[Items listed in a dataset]
=== Begin Enclosure ===
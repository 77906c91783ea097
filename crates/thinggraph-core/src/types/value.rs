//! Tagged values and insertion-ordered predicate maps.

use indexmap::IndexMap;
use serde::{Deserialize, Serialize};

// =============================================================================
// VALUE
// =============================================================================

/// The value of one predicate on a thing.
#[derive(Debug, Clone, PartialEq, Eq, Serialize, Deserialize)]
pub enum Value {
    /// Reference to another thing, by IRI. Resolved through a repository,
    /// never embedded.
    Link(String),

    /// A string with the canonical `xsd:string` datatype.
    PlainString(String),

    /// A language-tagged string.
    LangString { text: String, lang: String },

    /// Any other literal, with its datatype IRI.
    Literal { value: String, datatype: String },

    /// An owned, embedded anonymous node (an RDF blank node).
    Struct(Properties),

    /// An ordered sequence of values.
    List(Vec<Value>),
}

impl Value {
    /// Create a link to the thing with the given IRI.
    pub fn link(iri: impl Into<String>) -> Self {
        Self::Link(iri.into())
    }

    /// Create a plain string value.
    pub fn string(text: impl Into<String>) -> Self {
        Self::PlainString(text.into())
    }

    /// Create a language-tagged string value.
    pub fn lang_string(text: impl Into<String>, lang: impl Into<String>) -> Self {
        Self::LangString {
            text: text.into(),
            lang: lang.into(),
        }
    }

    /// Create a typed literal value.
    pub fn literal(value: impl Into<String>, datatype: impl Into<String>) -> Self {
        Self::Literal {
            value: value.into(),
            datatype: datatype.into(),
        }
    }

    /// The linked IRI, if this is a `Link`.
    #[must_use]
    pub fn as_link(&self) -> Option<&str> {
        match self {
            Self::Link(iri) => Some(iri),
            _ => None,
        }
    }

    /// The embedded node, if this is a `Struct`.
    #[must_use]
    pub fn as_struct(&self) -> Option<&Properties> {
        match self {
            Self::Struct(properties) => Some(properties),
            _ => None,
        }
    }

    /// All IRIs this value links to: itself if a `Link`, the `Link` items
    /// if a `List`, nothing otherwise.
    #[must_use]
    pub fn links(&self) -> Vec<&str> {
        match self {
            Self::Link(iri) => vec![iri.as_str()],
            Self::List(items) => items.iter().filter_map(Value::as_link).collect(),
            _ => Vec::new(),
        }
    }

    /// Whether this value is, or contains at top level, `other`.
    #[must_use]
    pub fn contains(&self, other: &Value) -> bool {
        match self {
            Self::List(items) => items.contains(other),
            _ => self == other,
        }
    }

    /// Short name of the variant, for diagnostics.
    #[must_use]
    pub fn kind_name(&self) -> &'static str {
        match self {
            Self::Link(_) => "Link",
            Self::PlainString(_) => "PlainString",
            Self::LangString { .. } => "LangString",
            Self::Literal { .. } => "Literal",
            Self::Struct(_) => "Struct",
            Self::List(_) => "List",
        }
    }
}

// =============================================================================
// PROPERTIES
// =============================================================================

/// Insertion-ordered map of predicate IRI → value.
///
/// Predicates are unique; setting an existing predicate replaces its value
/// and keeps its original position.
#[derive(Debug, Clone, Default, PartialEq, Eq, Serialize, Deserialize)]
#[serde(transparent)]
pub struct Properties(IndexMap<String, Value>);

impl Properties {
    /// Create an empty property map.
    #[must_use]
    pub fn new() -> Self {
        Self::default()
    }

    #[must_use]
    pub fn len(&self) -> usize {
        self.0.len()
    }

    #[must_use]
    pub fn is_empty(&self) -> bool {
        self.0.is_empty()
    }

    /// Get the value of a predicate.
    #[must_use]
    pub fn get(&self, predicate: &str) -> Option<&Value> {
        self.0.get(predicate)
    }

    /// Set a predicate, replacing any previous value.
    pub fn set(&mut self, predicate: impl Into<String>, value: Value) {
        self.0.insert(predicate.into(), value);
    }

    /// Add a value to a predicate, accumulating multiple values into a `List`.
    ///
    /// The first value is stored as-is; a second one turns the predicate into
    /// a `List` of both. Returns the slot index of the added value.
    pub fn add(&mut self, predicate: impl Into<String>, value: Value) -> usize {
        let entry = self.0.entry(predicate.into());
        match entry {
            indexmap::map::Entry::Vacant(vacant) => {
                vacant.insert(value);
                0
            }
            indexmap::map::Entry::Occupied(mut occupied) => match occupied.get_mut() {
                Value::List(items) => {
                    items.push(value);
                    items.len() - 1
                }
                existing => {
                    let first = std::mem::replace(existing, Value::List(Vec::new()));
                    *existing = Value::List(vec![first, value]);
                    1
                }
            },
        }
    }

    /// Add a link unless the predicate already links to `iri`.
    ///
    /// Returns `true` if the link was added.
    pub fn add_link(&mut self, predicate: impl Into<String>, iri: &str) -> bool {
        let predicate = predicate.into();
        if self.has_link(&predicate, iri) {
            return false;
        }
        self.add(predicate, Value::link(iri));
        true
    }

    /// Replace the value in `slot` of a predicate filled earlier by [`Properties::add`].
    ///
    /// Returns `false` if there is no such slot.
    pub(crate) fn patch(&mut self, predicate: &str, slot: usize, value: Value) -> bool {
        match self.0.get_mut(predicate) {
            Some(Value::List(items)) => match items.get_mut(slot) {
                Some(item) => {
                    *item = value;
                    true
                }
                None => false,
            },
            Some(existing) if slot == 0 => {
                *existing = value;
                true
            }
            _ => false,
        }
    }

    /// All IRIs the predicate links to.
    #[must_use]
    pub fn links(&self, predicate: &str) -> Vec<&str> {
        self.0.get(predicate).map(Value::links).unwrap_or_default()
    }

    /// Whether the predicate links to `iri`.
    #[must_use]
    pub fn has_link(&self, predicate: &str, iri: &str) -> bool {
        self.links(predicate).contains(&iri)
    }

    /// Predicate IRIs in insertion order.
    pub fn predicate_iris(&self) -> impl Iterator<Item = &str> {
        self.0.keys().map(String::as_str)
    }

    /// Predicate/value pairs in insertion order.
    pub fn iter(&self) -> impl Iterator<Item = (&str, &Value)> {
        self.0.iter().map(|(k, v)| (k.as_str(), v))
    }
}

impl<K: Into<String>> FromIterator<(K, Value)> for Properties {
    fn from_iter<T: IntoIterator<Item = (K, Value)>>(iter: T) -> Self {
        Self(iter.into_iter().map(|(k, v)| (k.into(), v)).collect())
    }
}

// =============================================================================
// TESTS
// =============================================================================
=== End Enclosure ===
THE PROBLEM:
Please print, exactly and with nothing else, the lines from the first line of the entries through the line containing "Reference to another".

EXERCISE ANSWER:
repository 77906c91783ea097
filename crates/thinggraph-core/src/types/value.rs
//! Tagged values and insertion-ordered predicate maps.

use indexmap::IndexMap;
use serde::{Deserialize, Serialize};

// =============================================================================
// VALUE
// =============================================================================

/// The value of one predicate on a thing.
#[derive(Debug, Clone, PartialEq, Eq, Serialize, Deserialize)]
pub enum Value {
    /// Reference to another thing, by IRI. Resolved through a repository,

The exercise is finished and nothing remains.